Well, the title says it all. Scars are meant to be fine lines that are hardly visible. If you have scars that are red, raised or tender, it means that the scar is posing problems.
It works like this: the body is held together by a fine mesh, called “fascia”, that goes through cells, around groups of cells, around organs, through bones and muscle, and it holds everything in place. (When you prepare a roast chicken and you have to run your finger between the skin and the meat to put the garlic in, you are poking your finger through fascia). This web is so fine and so dense that if you took everything else away, we’d still recognize you (the only other two systems that that is true of is the nerve supply and the blood supply)! In other places it makes up big, fat tendons like the ones on the outside of your thigh and knee.
So whenever there is cutting through the fascia, this fine mesh is disturbed, and because it’s the structural foundation of the body, everything else has to somehow make itself fit in. So if the fit doesn’t, you get the red, raised or tender situation. Furthermore, the fascia has electric properties, so areas very remote from the scar may be affected – in fact it has been shown that the acupuncture meridians are areas of extra high speed electrical conductivity (the Chinese worked this out 5000 years ago – how??).
And no, it makes no difference whatsoever how old the scar is – I have worked on scars that were decades old that suddenly became more user-friendly!

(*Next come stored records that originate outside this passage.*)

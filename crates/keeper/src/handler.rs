//! Transactional message handling.
//!
//! Each message runs against an [`OverlayStore`] over the committed store.
//! The overlay is committed only when the keeper operation succeeds, so a
//! failed transaction leaves no trace regardless of where it failed.

use crate::{EndBlockSummary, Keeper, ShieldError};
use shield_core::{BlockContext, ShieldEvent, ShieldMsg};
use shield_store::{KvStore, OverlayStore};
use tracing::{debug, warn};

/// Applies [`ShieldMsg`]s atomically.
#[derive(Debug)]
pub struct ShieldHandler {
    keeper: Keeper,
}

impl ShieldHandler {
    pub fn new(keeper: Keeper) -> Self {
        Self { keeper }
    }

    pub fn keeper(&self) -> &Keeper {
        &self.keeper
    }

    /// Apply one message. Writes reach `store` only on success.
    pub fn deliver(
        &self,
        store: &mut dyn KvStore,
        ctx: &BlockContext,
        msg: &ShieldMsg,
    ) -> Result<Vec<ShieldEvent>, ShieldError> {
        let mut overlay = OverlayStore::new(store);
        match self.apply(&mut overlay, ctx, msg) {
            Ok(events) => {
                let flushed = overlay.commit();
                debug!(
                    msg = msg.type_name(),
                    signer = %msg.signer(),
                    flushed,
                    events = events.len(),
                    "Message applied"
                );
                Ok(events)
            }
            Err(error) => {
                overlay.discard();
                warn!(
                    msg = msg.type_name(),
                    signer = %msg.signer(),
                    error = %error,
                    "Message rejected, rolled back"
                );
                Err(error)
            }
        }
    }

    /// Run end-of-block processing atomically.
    pub fn end_block(
        &self,
        store: &mut dyn KvStore,
        ctx: &BlockContext,
    ) -> Result<EndBlockSummary, ShieldError> {
        let mut overlay = OverlayStore::new(store);
        match self.keeper.end_block(&mut overlay, ctx) {
            Ok(summary) => {
                overlay.commit();
                Ok(summary)
            }
            Err(error) => {
                overlay.discard();
                warn!(height = ctx.block_height, error = %error, "End block failed, rolled back");
                Err(error)
            }
        }
    }

    fn apply(
        &self,
        store: &mut dyn KvStore,
        ctx: &BlockContext,
        msg: &ShieldMsg,
    ) -> Result<Vec<ShieldEvent>, ShieldError> {
        let keeper = &self.keeper;
        match msg {
            ShieldMsg::CreatePool {
                creator,
                shield,
                deposit,
                sponsor,
                time_of_coverage,
                blocks_of_coverage,
            } => {
                let pool = keeper.create_pool(
                    store,
                    ctx,
                    creator,
                    shield,
                    deposit,
                    sponsor,
                    *time_of_coverage,
                    *blocks_of_coverage,
                )?;
                Ok(vec![ShieldEvent::PoolCreated {
                    pool_id: pool.id,
                    shield: pool.shield,
                    sponsor: pool.sponsor,
                }])
            }

            ShieldMsg::UpdatePool {
                updater,
                pool_id,
                shield,
                deposit,
                additional_time,
                additional_blocks,
            } => {
                let pool = keeper.update_pool(
                    store,
                    ctx,
                    updater,
                    *pool_id,
                    shield,
                    deposit,
                    *additional_time,
                    *additional_blocks,
                )?;
                Ok(vec![ShieldEvent::PoolUpdated {
                    pool_id: pool.id,
                    shield: pool.shield,
                }])
            }

            ShieldMsg::PausePool { updater, pool_id } => {
                keeper.pause_pool(store, ctx, updater, *pool_id)?;
                Ok(vec![ShieldEvent::PoolPaused { pool_id: *pool_id }])
            }

            ShieldMsg::ResumePool { updater, pool_id } => {
                keeper.resume_pool(store, ctx, updater, *pool_id)?;
                Ok(vec![ShieldEvent::PoolResumed { pool_id: *pool_id }])
            }

            ShieldMsg::WithdrawFromPools { provider, amount } => {
                let report = keeper.withdraw_from_pools(store, ctx, provider, amount)?;
                Ok(report
                    .queued
                    .into_iter()
                    .map(|withdrawal| ShieldEvent::WithdrawalQueued {
                        pool_id: withdrawal.pool_id,
                        provider: withdrawal.provider,
                        amount: withdrawal.amount,
                        completion_time: withdrawal.completion_time,
                    })
                    .collect())
            }
        }
    }
}

#[cfg(test)]
mod tests {
    use super::*;
    use crate::keeper::testing::Harness;
    use crate::{ShieldConfig, WithdrawFailurePolicy};
    use shield_store::{state_digest, MemStore};
    use shield_test_helpers::{admin, bond, test_address, TEST_MIN_POOL_LIFE_SECS};
    use shield_types::{MixedCoins, PoolId};
    use tracing_test::traced_test;

    fn setup(config: ShieldConfig) -> (ShieldHandler, MemStore, BlockContext) {
        let h = Harness::with_config(config);
        (ShieldHandler::new(h.keeper), h.store, h.ctx)
    }

    fn create(shield: u128) -> ShieldMsg {
        ShieldMsg::CreatePool {
            creator: admin(),
            shield: bond(shield),
            deposit: MixedCoins::native(bond(5)),
            sponsor: "acme".to_string(),
            time_of_coverage: TEST_MIN_POOL_LIFE_SECS + 1,
            blocks_of_coverage: 0,
        }
    }

    #[traced_test]
    #[test]
    fn test_deliver_commits_on_success() {
        let (handler, mut store, ctx) = setup(ShieldConfig::default());
        let events = handler.deliver(&mut store, &ctx, &create(100)).unwrap();
        assert_eq!(
            events,
            vec![ShieldEvent::PoolCreated {
                pool_id: PoolId(1),
                shield: bond(100),
                sponsor: "acme".to_string(),
            }]
        );
        assert!(handler.keeper().get_pool(&store, PoolId(1)).unwrap().is_some());
    }

    #[traced_test]
    #[test]
    fn test_deliver_rolls_back_on_failure() {
        let (handler, mut store, ctx) = setup(ShieldConfig::default());
        handler.deliver(&mut store, &ctx, &create(100)).unwrap();
        let before = state_digest(&store);

        let msg = ShieldMsg::PausePool {
            updater: test_address("mallory"),
            pool_id: PoolId(1),
        };
        assert!(matches!(
            handler.deliver(&mut store, &ctx, &msg),
            Err(ShieldError::NotAdmin { .. })
        ));
        assert_eq!(state_digest(&store), before);
    }

    #[traced_test]
    #[test]
    fn test_aborted_withdrawal_rolls_back_earlier_shares() {
        let (handler, mut store, ctx) =
            setup(ShieldConfig::with_failure_policy(WithdrawFailurePolicy::Abort));
        handler.deliver(&mut store, &ctx, &create(100)).unwrap();
        handler.deliver(&mut store, &ctx, &create(100)).unwrap();

        // The provider record overstates what the second pool can release, so
        // the first share succeeds inside the overlay and the last one fails.
        let keeper = handler.keeper();
        let mut provider = keeper.get_provider(&store, &admin()).unwrap().unwrap();
        provider.collateral = bond(300);
        keeper.set_provider(&mut store, &provider).unwrap();
        let before = state_digest(&store);

        let msg = ShieldMsg::WithdrawFromPools {
            provider: admin(),
            amount: bond(300),
        };
        let err = handler.deliver(&mut store, &ctx, &msg).unwrap_err();
        assert!(matches!(
            err,
            ShieldError::PartialWithdrawal { withdrawn: 100, .. }
        ));
        assert_eq!(state_digest(&store), before);
    }

    #[traced_test]
    #[test]
    fn test_withdraw_emits_queued_events() {
        let (handler, mut store, ctx) = setup(ShieldConfig::default());
        handler.deliver(&mut store, &ctx, &create(100)).unwrap();
        handler.deliver(&mut store, &ctx, &create(50)).unwrap();

        let msg = ShieldMsg::WithdrawFromPools {
            provider: admin(),
            amount: bond(90),
        };
        let events = handler.deliver(&mut store, &ctx, &msg).unwrap();
        let shares: Vec<_> = events
            .iter()
            .map(|event| match event {
                ShieldEvent::WithdrawalQueued { amount, .. } => amount.amount_of("ustake"),
                other => panic!("unexpected event {}", other.type_name()),
            })
            .collect();
        assert_eq!(shares, vec![61, 29]);
    }

    #[traced_test]
    #[test]
    fn test_end_block_through_handler() {
        let (handler, mut store, ctx) = setup(ShieldConfig::default());
        handler.deliver(&mut store, &ctx, &create(100)).unwrap();

        let later = ctx.next_block(TEST_MIN_POOL_LIFE_SECS + 2);
        let summary = handler.end_block(&mut store, &later).unwrap();
        assert_eq!(summary.closed, vec![PoolId(1)]);
        assert!(handler.keeper().get_all_pools(&store).unwrap().is_empty());
    }
}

I use a simple and painless (yes!) technique that allows the fascia to line up again. Acupuncture is also particularly good. If you have a recent scar or know that you are about to acquire one (eg. through surgery – the only people who consistently do good scars are plastic surgeons…) use homoeopathic Arnica and Hypericum to speed the healing and use Vitamin E and/or rosehip oil to gently massage it. And if you have any old scars, draw them to my attention if you haven’t already.